I can identify any pitch on the piano but not on any other instrument. In college, I made straight A's (no pun intended) during ear training exercises. These exercises and examples were all played on the piano. When it came to sight singing, I was lost. In addition, I have never been able to recall a pitch by singing it. Some people say I have perfect pitch, others say no. Can anyone explain what I am experiencing and if I can develop the other aspects of perfect pitch that I am currently lacking? No one has been able to give a reasonable explanation to my problem.

Please provide as much detail as possible, if you can, please explain this issue, because I have been dealing with this problem for about 40 years with no direction on how to improve my ear through ear training and sight singing. 

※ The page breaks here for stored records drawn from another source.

//! A single huffman code and its packed 64 bit form.
//!
//! The packed word keeps the code length in the top byte and the code bits left-justified in
//! the low 56 bits. A code of length 3 with bits `101` packs as
//! `0x03_A0000000000000`. Two codes that share a prefix therefore compare equal on that
//! prefix, and a decoder can check "is what I have read so far a code of length k" with one
//! lookup of the packed word.

use std::fmt::{Display, Formatter};

use crate::error::{HcError, Result};

/// Longest code a packed word can hold.
pub const MAX_CODE_LEN: u8 = 56;
/// Mask for the bit field of a packed word.
pub const CODE_MASK: u64 = (1 << MAX_CODE_LEN) - 1;

#[derive(Debug, Clone, Copy, PartialEq, Eq, Hash, PartialOrd, Ord)]
pub struct Code {
    len: u8,
    /// Left-justified in the 56 bit field.
    bits: u64,
}

impl Code {
    /// Build a code from its `len` low order bits in `raw` (right-justified).
    pub fn from_raw(raw: u64, len: u8) -> Result<Self> {
        if len == 0 || len > MAX_CODE_LEN {
            return Err(HcError::Capacity(format!(
                "code length {} is outside 1..={}",
                len, MAX_CODE_LEN
            )));
        }
        debug_assert!(raw >> len == 0, "code bits {:#x} wider than {} bits", raw, len);
        let raw = raw & (CODE_MASK >> (MAX_CODE_LEN - len));
        Ok(Self {
            len,
            bits: raw << (MAX_CODE_LEN - len),
        })
    }

    /// Unpack a stored code word, rejecting anything a valid encoder could not have written.
    pub fn from_packed(word: u64) -> Result<Self> {
        let len = (word >> MAX_CODE_LEN) as u8;
        let bits = word & CODE_MASK;
        if len == 0 || len > MAX_CODE_LEN {
            return Err(HcError::Format(format!(
                "packed code {:#018x} has length {}",
                word, len
            )));
        }
        if bits & (CODE_MASK >> len) != 0 {
            return Err(HcError::Format(format!(
                "packed code {:#018x} has bits past its length",
                word
            )));
        }
        Ok(Self { len, bits })
    }

    pub fn packed(&self) -> u64 {
        (self.len as u64) << MAX_CODE_LEN | self.bits
    }

    pub fn len(&self) -> u8 {
        self.len
    }

    /// Right-justified bits, ready to be shifted onto a bit queue.
    pub fn raw(&self) -> u64 {
        self.bits >> (MAX_CODE_LEN - self.len)
    }

    /// True if `self` is a proper or equal bit prefix of `other`.
    pub fn is_prefix_of(&self, other: &Code) -> bool {
        self.len <= other.len && other.raw() >> (other.len - self.len) == self.raw()
    }
}

impl Display for Code {
    fn fmt(&self, f: &mut Formatter<'_>) -> std::fmt::Result {
        write!(f, "{:0width$b}", self.raw(), width = self.len as usize)
    }
}
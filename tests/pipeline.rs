//! Ingest runs against an in-memory store and a scripted fetcher.

use async_trait::async_trait;
use futures::StreamExt;
use serp_ranker::error::{Error, Result};
use serp_ranker::model::{FetchResult, Payload, UrlEntry};
use serp_ranker::pipeline::{IngestEvent, IngestPipeline, Phase, RunState, RunSummary};
use serp_ranker::proxy::Fetcher;
use serp_ranker::repository::{MemoryStore, ResultStore};
use std::collections::HashSet;
use std::sync::Arc;
use std::sync::Mutex;
use std::time::Duration;
use tokio::sync::Notify;

const OWNER: &str = "owner-1";

fn serp(domain: &str) -> Payload {
    Payload::new(format!(
        r#"{{"searchParameters":{{"query":"q"}},"organicResults":[{{"position":1,"url":"https://{}/"}}]}}"#,
        domain
    ))
}

fn url(n: usize) -> String {
    format!("https://www.google.com/search?q=term{}", n)
}

/// Answers from a fixed set of failing URLs; everything else succeeds.
#[derive(Default)]
struct ScriptedFetcher {
    failing: HashSet<String>,
    batch_broken: bool,
    calls: Mutex<Vec<String>>,
    batches: Mutex<usize>,
}

impl ScriptedFetcher {
    fn failing(urls: &[String]) -> Self {
        Self {
            failing: urls.iter().cloned().collect(),
            ..Self::default()
        }
    }

    fn answer(&self, url: &str) -> FetchResult {
        self.calls.lock().unwrap().push(url.to_string());
        if self.failing.contains(url) {
            FetchResult::failure(url, 503, "proxy unavailable")
        } else {
            FetchResult::success(url, 200, serp("a.example.com"))
        }
    }

    fn calls(&self) -> Vec<String> {
        self.calls.lock().unwrap().clone()
    }
}

#[async_trait]
impl Fetcher for ScriptedFetcher {
    async fn fetch(&self, url: &str) -> FetchResult {
        self.answer(url)
    }

    async fn fetch_batch(&self, urls: &[String]) -> Result<Vec<FetchResult>> {
        *self.batches.lock().unwrap() += 1;
        if self.batch_broken {
            return Err(Error::Internal("batch transport broke".to_string()));
        }
        Ok(urls.iter().map(|u| self.answer(u)).collect())
    }
}

/// Blocks the first batch until released.
struct GatedFetcher {
    started: Notify,
    release: Notify,
}

#[async_trait]
impl Fetcher for GatedFetcher {
    async fn fetch(&self, url: &str) -> FetchResult {
        FetchResult::success(url, 200, serp("gated.com"))
    }

    async fn fetch_batch(&self, urls: &[String]) -> Result<Vec<FetchResult>> {
        self.started.notify_one();
        self.release.notified().await;
        Ok(urls
            .iter()
            .map(|u| FetchResult::success(u.as_str(), 200, serp("gated.com")))
            .collect())
    }
}

/// Never answers; optionally fails batches so single fetches are used.
struct StalledFetcher {
    batch_broken: bool,
    started: Notify,
}

#[async_trait]
impl Fetcher for StalledFetcher {
    async fn fetch(&self, _url: &str) -> FetchResult {
        self.started.notify_one();
        futures::future::pending().await
    }

    async fn fetch_batch(&self, _urls: &[String]) -> Result<Vec<FetchResult>> {
        if self.batch_broken {
            return Err(Error::Internal("batch transport broke".to_string()));
        }
        self.started.notify_one();
        futures::future::pending().await
    }
}

async fn cancel_stalled_run(batch_broken: bool) {
    let store = Arc::new(MemoryStore::new());
    let fetcher = Arc::new(StalledFetcher {
        batch_broken,
        started: Notify::new(),
    });
    let pipeline = pipeline(store.clone(), fetcher.clone());
    let entries: Vec<UrlEntry> = (0..4).map(|n| UrlEntry::new(url(n), 1)).collect();

    let events = pipeline.run(entries, OWNER).await;
    fetcher.started.notified().await;
    pipeline.reset(OWNER).await;

    let events: Vec<IngestEvent> =
        tokio::time::timeout(Duration::from_secs(1), events.collect())
            .await
            .expect("cancelled run should finish without waiting for its fetches");
    let summary = finished(&events);
    assert!(summary.cancelled);
    assert_eq!(summary.fetched, 0);
    assert!(store.is_empty().await);
}

fn finished(events: &[IngestEvent]) -> &RunSummary {
    events
        .iter()
        .find_map(|e| match e {
            IngestEvent::Finished(summary) => Some(summary),
            _ => None,
        })
        .expect("run should emit Finished")
}

fn pipeline(store: Arc<MemoryStore>, fetcher: Arc<dyn Fetcher>) -> IngestPipeline {
    IngestPipeline::new(store, fetcher, None).with_batch_size(2)
}

#[tokio::test]
async fn test_fresh_run_fetches_everything() {
    let store = Arc::new(MemoryStore::new());
    let fetcher = Arc::new(ScriptedFetcher::failing(&[url(2)]));
    let entries: Vec<UrlEntry> = (0..5).map(|n| UrlEntry::new(url(n), 100)).collect();

    let (results, summary) = pipeline(store.clone(), fetcher.clone())
        .run_collect(entries, OWNER)
        .await;

    assert_eq!(results.len(), 5);
    assert_eq!(summary.total, 5);
    assert_eq!(summary.fetched, 5);
    assert_eq!(summary.fetch_failed, 1);
    assert_eq!(summary.kept, 0);
    assert!(!summary.cancelled);
    // batches of two: 2 + 2 + 1
    assert_eq!(*fetcher.batches.lock().unwrap(), 3);
    assert_eq!(fetcher.calls(), (0..5).map(url).collect::<Vec<_>>());
    assert_eq!(store.list_current(OWNER).await.unwrap().len(), 5);
}

#[tokio::test]
async fn test_second_run_reuses_valid_results() {
    let store = Arc::new(MemoryStore::new());
    let first = Arc::new(ScriptedFetcher::failing(&[url(1)]));
    let entries: Vec<UrlEntry> = (0..3).map(|n| UrlEntry::new(url(n), 100)).collect();
    pipeline(store.clone(), first).run_collect(entries, OWNER).await;

    let second = Arc::new(ScriptedFetcher::default());
    let entries = vec![
        UrlEntry::new(url(0), 100),
        UrlEntry::new(url(1), 100),
        UrlEntry::new(url(2), 750),
    ];
    let (results, summary) = pipeline(store.clone(), second.clone())
        .run_collect(entries, OWNER)
        .await;

    // only the previously failed URL goes back out
    assert_eq!(second.calls(), vec![url(1)]);
    assert_eq!(summary.kept, 2);
    assert_eq!(summary.volume_updated, 1);
    assert_eq!(summary.fetched, 1);
    assert_eq!(results.len(), 3);

    let updated = store.find_latest(&url(2), OWNER).await.unwrap().unwrap();
    assert_eq!(updated.search_volume, 750);
    assert_eq!(store.history(&url(2), OWNER).await.len(), 1);

    // the failed attempt stays in history behind the fresh success
    let history = store.history(&url(1), OWNER).await;
    assert_eq!(history.len(), 2);
    assert!(!history[0].success);
    assert!(history[1].success);
}

#[tokio::test]
async fn test_owners_do_not_share_results() {
    let store = Arc::new(MemoryStore::new());
    let entries = vec![UrlEntry::new(url(0), 10)];
    pipeline(store.clone(), Arc::new(ScriptedFetcher::default()))
        .run_collect(entries.clone(), "alice")
        .await;

    let fetcher = Arc::new(ScriptedFetcher::default());
    let (_, summary) = pipeline(store, fetcher.clone())
        .run_collect(entries, "bob")
        .await;
    assert_eq!(summary.kept, 0);
    assert_eq!(fetcher.calls().len(), 1);
}

#[tokio::test]
async fn test_broken_batch_falls_back_to_single_fetches() {
    let store = Arc::new(MemoryStore::new());
    let fetcher = Arc::new(ScriptedFetcher {
        batch_broken: true,
        ..ScriptedFetcher::default()
    });
    let entries: Vec<UrlEntry> = (0..3).map(|n| UrlEntry::new(url(n), 1)).collect();

    let (results, summary) = pipeline(store.clone(), fetcher.clone())
        .run_collect(entries, OWNER)
        .await;

    assert_eq!(results.len(), 3);
    assert_eq!(summary.fetched, 3);
    assert_eq!(fetcher.calls().len(), 3);
    assert_eq!(store.len().await, 3);
}

#[tokio::test]
async fn test_event_sequence() {
    let store = Arc::new(MemoryStore::new());
    let entries = vec![UrlEntry::new(url(0), 1), UrlEntry::new(url(1), 1)];
    let mut events = pipeline(store, Arc::new(ScriptedFetcher::default()))
        .run(entries, OWNER)
        .await;

    let mut states = Vec::new();
    let mut fetch_progress = Vec::new();
    let mut finished = false;
    while let Some(event) = events.next().await {
        match event {
            IngestEvent::State(state) => states.push(state),
            IngestEvent::Progress(p) if p.phase == Phase::Fetching => {
                fetch_progress.push((p.completed, p.total))
            }
            IngestEvent::Finished(summary) => {
                finished = true;
                assert_eq!(summary.fetched, 2);
            }
            _ => {}
        }
    }

    assert!(finished);
    assert_eq!(
        states,
        vec![RunState::LoadingExisting, RunState::Processing, RunState::Idle]
    );
    assert_eq!(fetch_progress, vec![(2, 2)]);
}

#[tokio::test]
async fn test_reset_discards_in_flight_batch() {
    let store = Arc::new(MemoryStore::new());
    let fetcher = Arc::new(GatedFetcher {
        started: Notify::new(),
        release: Notify::new(),
    });
    let pipeline = pipeline(store.clone(), fetcher.clone());
    let entries: Vec<UrlEntry> = (0..4).map(|n| UrlEntry::new(url(n), 1)).collect();

    let events = pipeline.run(entries, OWNER).await;
    fetcher.started.notified().await;
    assert!(pipeline.is_running(OWNER).await);

    pipeline.reset(OWNER).await;
    fetcher.release.notify_one();

    let events: Vec<IngestEvent> = events.collect().await;
    let stored = events
        .iter()
        .filter(|e| matches!(e, IngestEvent::Result(_)))
        .count();
    assert_eq!(stored, 0);
    let summary = finished(&events);
    assert!(summary.cancelled);
    assert_eq!(summary.fetched, 0);
    assert!(store.is_empty().await);
    assert!(!pipeline.is_running(OWNER).await);
}

#[tokio::test]
async fn test_new_run_supersedes_old_one() {
    let store = Arc::new(MemoryStore::new());
    let fetcher = Arc::new(GatedFetcher {
        started: Notify::new(),
        release: Notify::new(),
    });
    let pipeline = pipeline(store.clone(), fetcher.clone());

    let old = pipeline.run(vec![UrlEntry::new(url(0), 1)], OWNER).await;
    fetcher.started.notified().await;

    let newer = pipeline.run(vec![UrlEntry::new(url(1), 1)], OWNER).await;
    fetcher.release.notify_one();
    let old_events: Vec<IngestEvent> = old.collect().await;
    assert!(finished(&old_events).cancelled);

    fetcher.started.notified().await;
    fetcher.release.notify_one();
    let new_events: Vec<IngestEvent> = newer.collect().await;
    let summary = finished(&new_events);
    assert!(!summary.cancelled);
    assert_eq!(summary.fetched, 1);

    let current = store.list_current(OWNER).await.unwrap();
    assert_eq!(current.len(), 1);
    assert_eq!(current[0].url, url(1));
}

#[tokio::test]
async fn test_retry_single_url() {
    let store = Arc::new(MemoryStore::new());
    let failing = Arc::new(ScriptedFetcher::failing(&[url(0)]));
    pipeline(store.clone(), failing)
        .run_collect(vec![UrlEntry::new(url(0), 40)], OWNER)
        .await;

    let retried = pipeline(store.clone(), Arc::new(ScriptedFetcher::default()))
        .retry(&UrlEntry::new(url(0), 40), OWNER)
        .await
        .unwrap();
    assert!(retried.success);
    assert!(retried.is_reusable());
    assert_eq!(store.history(&url(0), OWNER).await.len(), 2);
}

#[tokio::test]
async fn test_reset_does_not_wait_for_stalled_batch() {
    cancel_stalled_run(false).await;
}

#[tokio::test]
async fn test_reset_does_not_wait_for_stalled_single_fetch() {
    cancel_stalled_run(true).await;
}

Thank you for reading my post!

Pianoyesmh


----------



## tdc

It sounds to me like you have a unique case of relative pitch that is based around your memory of how notes sound on a piano. It is not possible to develop perfect pitch as an adult, but you can improve your relative pitch by doing ear training exercises like practicing singing scales and intervals. Practice with a piano or other instrument nearby to check your progress.


----------



## Larkenfield

What are you trying to accomplish in music? That counts for something. Purpose. It’s a motivator. Sing? Play an instrument? If you have a good relative pitch, you don’t need perfect pitch and can still sing. Most singers do not have perfect pitch but they have good relative pitch, which means that they can sing a melody in tune once they have been given the initial pitch. If somebody can play a note on the piano and you can match it, that is usually a very good sign that one has singing ability if the quality of the voice is also good. I would say that the main question is whether you need perfect pitch or not to enjoy music. The people that I know who have it do not require a piano in order to identify the pitch or chord... and they don’t have to work at developing it. It’s just there without effort, without development, and without thinking. But relative pitch usually requires practice to develop it and keep it sharp. I do not have perfect pitch, but I can easily identify pitches when I’ve been practicing my flute, clarinet or saxophone even when away from those instruments. There’s tonal memory that comes into play that can be very useful.


----------



## Pianoyesmh

Thank you for your responses. What am I trying to accomplish? I would like to to be able to tune a guitar or violin without the need of a reference pitch and yes, I would like to be able to sing a pitch on command without a reference pitch or reference instrument. As I lead a choir, I'd like to be able to sing the correct pitches in a score, to help choristers who may be singing out of tune. I'd like to be able to listen to a recording and transcribe a part and figure out what key it is in. Those are some of the things that I would like to be able to do. If a pop song comes on the radio, if it is played on the piano, I generally can tell you what key it is in but not if you change the instrument. Are things things possible by developing relative pitch or is perfect pitch a necessity? Thanks.


----------



## Larkenfield

Pianoyesmh said:


> Thank you for your responses. What am I trying to accomplish? I would like to to be able to tune a guitar or violin without the need of a reference pitch and yes, I would like to be able to sing a pitch on command without a reference pitch or reference instrument. As I lead a choir, I'd like to be able to sing the correct pitches in a score, to help choristers who may be singing out of tune. I'd like to be able to listen to a recording and transcribe a part and figure out what key it is in. Those are some of the things that I would like to be able to do. If a pop song comes on the radio, if it is played on the piano, I generally can tell you what key it is in but not if you change the instrument. Are things things possible by developing relative pitch or is perfect pitch a necessity? Thanks.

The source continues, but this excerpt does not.